ADLS offers more granular security than RBAC through the use of access control lists (ACLs) which can be applied at folder or file level. As per best practice these should be assigned to AAD groups rather than individual users or service principals. Additionally, nesting groups(groups within groups) can offer even more agility and flexibility as permissions evolve. There are two main reasons for this: i.) changing ACLs can take time to propagate if there are 1000s of files, and ii.) there is a limit of 32 ACLs entries per file or folder. Understanding access control using RBAC and ACLs is outside the scope of this document but is covered here.
By way of a very simple example, a data lake may require two sets of permissions - engineers who run data pipelines and transformations requiring read-write access to a particular set of folders, and analysts who consume [read-only] curated analytics from another. At a minimum, two AAD security groups should be created to represent this division of responsibilities, namely a readers group and a writers group. Additional groups to represent the teams or business units could be nested inside these groups and the individuals added to their respective team group. The required permissions for the readers and writers groups to specific folders could be controlled using ACLs. Please see the documentation for further details. For automated jobs, a service principal which has been added to the appropriate group should be used, instead of an individual user identity. Service principal credentials should be kept extremely secure and referenced only through secrets.

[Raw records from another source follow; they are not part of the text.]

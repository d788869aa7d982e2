use std::sync::Arc;

use taskhub_core::ServiceError;
use taskhub_sql::{Row, SQLStore, Value};

use crate::model::Task;

/// SQL schema for the tasks table.
///
/// The full record lives in the JSON `data` column; `completed`, `priority`
/// and `create_at` are mirrored into indexed columns.
const SCHEMA: &str = "
CREATE TABLE IF NOT EXISTS tasks (
    id          TEXT PRIMARY KEY,
    data        TEXT NOT NULL,
    completed   INTEGER NOT NULL DEFAULT 0,
    priority    TEXT NOT NULL,
    create_at   TEXT NOT NULL
);
CREATE INDEX IF NOT EXISTS idx_tasks_completed ON tasks(completed);
CREATE INDEX IF NOT EXISTS idx_tasks_priority ON tasks(priority);
CREATE INDEX IF NOT EXISTS idx_tasks_create_at ON tasks(create_at);
";

/// Persistent storage for tasks, backed by SQLStore (SQLite).
pub struct TaskStore {
    db: Arc<dyn SQLStore>,
}

impl TaskStore {
    /// Create a new TaskStore and initialise the schema.
    pub fn new(db: Arc<dyn SQLStore>) -> Result<Self, ServiceError> {
        db.exec_batch(SCHEMA)
            .map_err(|e| ServiceError::Storage(format!("tasks schema init: {e}")))?;
        Ok(Self { db })
    }

    // -----------------------------------------------------------------------
    // CRUD
    // -----------------------------------------------------------------------

    /// Insert a new task.
    pub fn create(&self, task: &Task) -> Result<(), ServiceError> {
        let data =
            serde_json::to_string(task).map_err(|e| ServiceError::Internal(e.to_string()))?;

        self.db
            .exec(
                "INSERT INTO tasks (id, data, completed, priority, create_at) \
                 VALUES (?1, ?2, ?3, ?4, ?5)",
                &[
                    Value::Text(task.id.clone()),
                    Value::Text(data),
                    Value::Integer(task.completed as i64),
                    Value::Text(task.priority.as_str().to_string()),
                    Value::Text(task.created_at.clone()),
                ],
            )
            .map_err(|e| ServiceError::Storage(e.to_string()))?;

        Ok(())
    }

    /// Get a task by ID.
    pub fn get(&self, id: &str) -> Result<Task, ServiceError> {
        let rows = self
            .db
            .query(
                "SELECT data FROM tasks WHERE id = ?1",
                &[Value::Text(id.to_string())],
            )
            .map_err(|e| ServiceError::Storage(e.to_string()))?;

        let row = rows
            .first()
            .ok_or_else(|| ServiceError::NotFound(format!("task '{id}' does not exist")))?;

        row_to_task(row)
    }

    /// Update a task (full replacement of the data column + indexed columns).
    pub fn update(&self, task: &Task) -> Result<(), ServiceError> {
        let data =
            serde_json::to_string(task).map_err(|e| ServiceError::Internal(e.to_string()))?;

        let affected = self
            .db
            .exec(
                "UPDATE tasks SET data = ?1, completed = ?2, priority = ?3 WHERE id = ?4",
                &[
                    Value::Text(data),
                    Value::Integer(task.completed as i64),
                    Value::Text(task.priority.as_str().to_string()),
                    Value::Text(task.id.clone()),
                ],
            )
            .map_err(|e| ServiceError::Storage(e.to_string()))?;

        if affected == 0 {
            return Err(ServiceError::NotFound(format!(
                "task '{}' does not exist",
                task.id
            )));
        }
        Ok(())
    }

    /// Delete a task by ID, returning the removed record's snapshot.
    pub fn delete(&self, id: &str) -> Result<Task, ServiceError> {
        let snapshot = self.get(id)?;

        let affected = self
            .db
            .exec(
                "DELETE FROM tasks WHERE id = ?1",
                &[Value::Text(id.to_string())],
            )
            .map_err(|e| ServiceError::Storage(e.to_string()))?;

        if affected == 0 {
            // Raced with a concurrent delete; the loser sees not-found.
            return Err(ServiceError::NotFound(format!("task '{id}' does not exist")));
        }
        Ok(snapshot)
    }

    // -----------------------------------------------------------------------
    // List
    // -----------------------------------------------------------------------

    /// List every task, newest first. No filtering, no pagination.
    pub fn list(&self) -> Result<Vec<Task>, ServiceError> {
        let rows = self
            .db
            .query("SELECT data FROM tasks ORDER BY create_at DESC", &[])
            .map_err(|e| ServiceError::Storage(e.to_string()))?;

        rows.iter().map(row_to_task).collect()
    }

    /// Total number of stored tasks.
    pub fn count(&self) -> Result<usize, ServiceError> {
        let rows = self
            .db
            .query("SELECT COUNT(*) as cnt FROM tasks", &[])
            .map_err(|e| ServiceError::Storage(e.to_string()))?;

        Ok(rows.first().and_then(|r| r.get_i64("cnt")).unwrap_or(0) as usize)
    }
}

/// Deserialize a Task from a row's `data` JSON column.
fn row_to_task(row: &Row) -> Result<Task, ServiceError> {
    let json = row
        .get_str("data")
        .ok_or_else(|| ServiceError::Storage("missing data column".into()))?;
    serde_json::from_str(json).map_err(|e| ServiceError::Storage(format!("bad task json: {e}")))
}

In Azure there are two types of PaaS service – those which are built using dedicated architecture, known as dedicated services, and those which are built using a shared architecture, known as shared services. Dedicated services use a mix of cloud resources (compute, storage, network) allocated from a pool, and are assigned to a dedicated instance of that service for a particular customer. These can be deployed within a customer virtual network, for example, a virtual machine. Shared services use a set of cloud resources which are assigned to more than one instance of a service, utilised by more than one customer, and therefore cannot be deployed within a single customer network, e.g., storage. Depending on the type of service, a different VNet integration pattern is applied to make it accessible only from clients deployed within Azure VNets and not accessible from the internet. Azure Storage / ADLS gen2 is a shared service built using a shared architecture, and so to access it securely from Azure Databricks there are two options available. This Databricks blog summarises the following approaches:
Customers may use either approach for securing access between ADB and ADLS Gen2, but both require the ADB workspace to be VNET injected.
The documentation explains how to configure service endpoints, and how to limit access to the storage account by configuring the storage firewall. Further secure the storage account from data exfiltration using a service endpoint policy.

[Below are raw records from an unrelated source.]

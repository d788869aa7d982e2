/// Generate a new random ID (UUIDv4, no dashes).
pub fn new_id() -> String {
    uuid::Uuid::new_v4().to_string().replace('-', "")
}

/// Get the current time as an RFC 3339 string.
pub fn now_rfc3339() -> String {
    chrono::Utc::now().to_rfc3339()
}

/// Merge a JSON patch into a base value.
///
/// For each key in `patch`:
/// - If the value is `null`, the key is removed from `base`.
/// - Otherwise, the key is set to the patch value.
///
/// This follows RFC 7386 (JSON Merge Patch) semantics.
pub fn merge_patch(
    base: &mut serde_json::Value,
    patch: &serde_json::Value,
) {
    if let (Some(base_obj), Some(patch_obj)) = (base.as_object_mut(), patch.as_object()) {
        for (key, value) in patch_obj {
            if value.is_null() {
                base_obj.remove(key);
            } else if value.is_object() {
                // Recursively merge nested objects.
                let entry = base_obj
                    .entry(key.clone())
                    .or_insert_with(|| serde_json::Value::Object(serde_json::Map::new()));
                merge_patch(entry, value);
            } else {
                base_obj.insert(key.clone(), value.clone());
            }
        }
    } else {
        *base = patch.clone();
    }
}

#[cfg(test)]
mod tests {
    use super::*;

    #[test]
    fn test_new_id() {
        let id = new_id();
        assert_eq!(id.len(), 32);
        assert!(!id.contains('-'));
    }

    #[test]
    fn test_now_rfc3339() {
        let ts = now_rfc3339();
        assert!(ts.contains('T'));
    }

    #[test]
    fn test_merge_patch() {
        let mut base = serde_json::json!({"a": 1, "b": 2, "c": {"d": 3}});
        let patch = serde_json::json!({"b": null, "c": {"e": 4}, "f": 5});
        merge_patch(&mut base, &patch);
        assert_eq!(
            base,
            serde_json::json!({"a": 1, "c": {"d": 3, "e": 4}, "f": 5})
        );
    }

    #[test]
    fn test_merge_patch_overwrites_scalars() {
        let mut base = serde_json::json!({"completed": false, "title": "old"});
        let patch = serde_json::json!({"completed": true});
        merge_patch(&mut base, &patch);
        assert_eq!(base, serde_json::json!({"completed": true, "title": "old"}));
    }
}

The setup for storage service endpoints are less complicated than compared to Private Link, however Private Link is widely regarded as the most secure approach and indeed the recommended mechanism for securely connecting to ADLS G2 from Azure Databricks. It exposes the PaaS shared services (storage) via a private IP and thus overcomes the limitations of service endpoints and protects against data exfiltration by default. The setup of Private Link requires a number of configurations at the network and DNS level and the complexity encountered is around the DNS resolution to the service. The following article goes into greater detail on DNS considerations and integration scenarios. The approach discussed below is to use Azure Private DNS Zones to host the “privatelink” zone.

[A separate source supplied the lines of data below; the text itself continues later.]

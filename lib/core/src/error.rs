use std::sync::OnceLock;

use axum::http::StatusCode;
use axum::response::{IntoResponse, Response};
use thiserror::Error;

// ── Error codes ─────────────────────────────────────────────────────
//
// Stable, machine-readable identifiers. These go into logs and tests —
// never match on the human-readable message string.

/// Stable error code constants.
pub mod error_code {
    pub const NOT_FOUND: &str = "NOT_FOUND";
    pub const VALIDATION_FAILED: &str = "VALIDATION_FAILED";
    pub const MALFORMED_ID: &str = "MALFORMED_ID";
    pub const STORAGE_ERROR: &str = "STORAGE_ERROR";
    pub const INTERNAL: &str = "INTERNAL";
}

/// Whether 5xx responses include the underlying error detail.
///
/// Off by default; the server binary arms it in dev mode.
static EXPOSE_INTERNAL_DETAIL: OnceLock<bool> = OnceLock::new();

/// Arm or suppress internal error detail in HTTP responses.
///
/// Call once at startup, before serving. Later calls are ignored.
pub fn set_expose_internal_detail(expose: bool) {
    let _ = EXPOSE_INTERNAL_DETAIL.set(expose);
}

fn expose_internal_detail() -> bool {
    *EXPOSE_INTERNAL_DETAIL.get().unwrap_or(&false)
}

// ── ServiceError ────────────────────────────────────────────────────

/// Unified service error type used across the workspace.
///
/// Each variant maps to a stable error code (see [`error_code`]), an HTTP
/// status code, and a fixed human-readable message. The variant payload is
/// the detail string, returned in the envelope's `error` field:
///
/// ```json
/// {"success": false, "message": "Task not found", "error": "task 'abc' does not exist"}
/// ```
#[derive(Error, Debug)]
pub enum ServiceError {
    /// No record for the identifier. HTTP 404.
    #[error("{0}")]
    NotFound(String),

    /// Input data violates a schema constraint. HTTP 400.
    #[error("{0}")]
    Validation(String),

    /// Identifier is not in the expected key format. HTTP 400.
    #[error("{0}")]
    MalformedId(String),

    /// Storage backend failure. HTTP 500.
    #[error("{0}")]
    Storage(String),

    /// Unexpected internal error. HTTP 500.
    #[error("{0}")]
    Internal(String),
}

impl ServiceError {
    /// Stable, machine-readable error code.
    pub fn code(&self) -> &'static str {
        match self {
            ServiceError::NotFound(_) => error_code::NOT_FOUND,
            ServiceError::Validation(_) => error_code::VALIDATION_FAILED,
            ServiceError::MalformedId(_) => error_code::MALFORMED_ID,
            ServiceError::Storage(_) => error_code::STORAGE_ERROR,
            ServiceError::Internal(_) => error_code::INTERNAL,
        }
    }

    /// HTTP status code for this error.
    pub fn status_code(&self) -> StatusCode {
        match self {
            ServiceError::NotFound(_) => StatusCode::NOT_FOUND,
            ServiceError::Validation(_) => StatusCode::BAD_REQUEST,
            ServiceError::MalformedId(_) => StatusCode::BAD_REQUEST,
            ServiceError::Storage(_) => StatusCode::INTERNAL_SERVER_ERROR,
            ServiceError::Internal(_) => StatusCode::INTERNAL_SERVER_ERROR,
        }
    }

    /// Fixed human-readable message for the envelope's `message` field.
    pub fn message(&self) -> &'static str {
        match self {
            ServiceError::NotFound(_) => "Task not found",
            ServiceError::Validation(_) => "Validation failed",
            ServiceError::MalformedId(_) => "Invalid task id",
            ServiceError::Storage(_) => "Server error",
            ServiceError::Internal(_) => "Server error",
        }
    }

    /// Whether this is a 5xx-class error whose detail is suppressed
    /// outside dev mode.
    fn is_internal(&self) -> bool {
        matches!(self, ServiceError::Storage(_) | ServiceError::Internal(_))
    }
}

impl IntoResponse for ServiceError {
    fn into_response(self) -> Response {
        let status = self.status_code();
        let detail = self.to_string();

        if self.is_internal() {
            tracing::error!(code = self.code(), "request failed: {detail}");
        }

        let error = if self.is_internal() && !expose_internal_detail() {
            "internal error".to_string()
        } else {
            detail
        };

        let body = serde_json::json!({
            "success": false,
            "message": self.message(),
            "error": error,
        });
        (status, axum::Json(body)).into_response()
    }
}

#[cfg(test)]
mod tests {
    use super::*;

    #[test]
    fn status_code_mapping() {
        assert_eq!(ServiceError::NotFound("x".into()).status_code(), StatusCode::NOT_FOUND);
        assert_eq!(ServiceError::Validation("x".into()).status_code(), StatusCode::BAD_REQUEST);
        assert_eq!(ServiceError::MalformedId("x".into()).status_code(), StatusCode::BAD_REQUEST);
        assert_eq!(ServiceError::Storage("x".into()).status_code(), StatusCode::INTERNAL_SERVER_ERROR);
        assert_eq!(ServiceError::Internal("x".into()).status_code(), StatusCode::INTERNAL_SERVER_ERROR);
    }

    #[test]
    fn error_code_mapping() {
        assert_eq!(ServiceError::NotFound("x".into()).code(), "NOT_FOUND");
        assert_eq!(ServiceError::Validation("x".into()).code(), "VALIDATION_FAILED");
        assert_eq!(ServiceError::MalformedId("x".into()).code(), "MALFORMED_ID");
        assert_eq!(ServiceError::Storage("x".into()).code(), "STORAGE_ERROR");
        assert_eq!(ServiceError::Internal("x".into()).code(), "INTERNAL");
    }

    #[test]
    fn envelope_message_is_fixed_per_variant() {
        assert_eq!(ServiceError::NotFound("task 'abc'".into()).message(), "Task not found");
        assert_eq!(ServiceError::Validation("title empty".into()).message(), "Validation failed");
        assert_eq!(ServiceError::MalformedId("id 'zz'".into()).message(), "Invalid task id");
        assert_eq!(ServiceError::Storage("disk".into()).message(), "Server error");
    }

    #[test]
    fn error_display_is_just_detail() {
        assert_eq!(ServiceError::NotFound("task 123".into()).to_string(), "task 123");
        assert_eq!(ServiceError::Validation("bad input".into()).to_string(), "bad input");
    }

    #[test]
    fn json_response_status() {
        let err = ServiceError::NotFound("task 'abc' does not exist".into());
        let resp = err.into_response();
        assert_eq!(resp.status(), StatusCode::NOT_FOUND);
    }
}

The following steps will enable Azure Databricks to connect privately and securely with Azure Storage via private endpoint using a hub and spoke configuration, i.e., ADB and private endpoints are in their respective spoke VNETs:
-
Deploy Azure Databricks into a VNet using the Portal or ARM template.
-
Create a private storage account with a private endpoint and deploy it into the different VNet (i.e., create a new VNet named
spokevnet-storage-pl
beforehand) -
Ensure the private endpoint is integrated with a private DNS zone to host the privatelink DNS zone of the respective service, in this case
dfs.core.windows.net
. When creating the Private Endpoint, there is an option to integrate it with Private DNS as shown below: -
When ADB and Storage private endpoints are deployed in their respective VNets, there are some additional steps that need to be performed:
a. The VNets should be linked with the private DNS zone, as shown below (
databricks-vnetpl
andspkevnet-storage-pl
):b. Also make sure both ADB and storage endpoint VNETs are peered:
The network configuration should now be as follows:
c. Make sure the storage firewall is enabled. As an optional step you can also add the ADB VNet (
databricks-vnet
) to communicate with this storage account. When you enable this, storage endpoints will also be enabled on the ADB Vnet (databricks-vnet
). -
In an ADB notebook you can double check if the FQDN of the storage is now resolving to private IP:
-
A mount can be created as normal using the same FQDN and it will connect privately to ADLS using private endpoints.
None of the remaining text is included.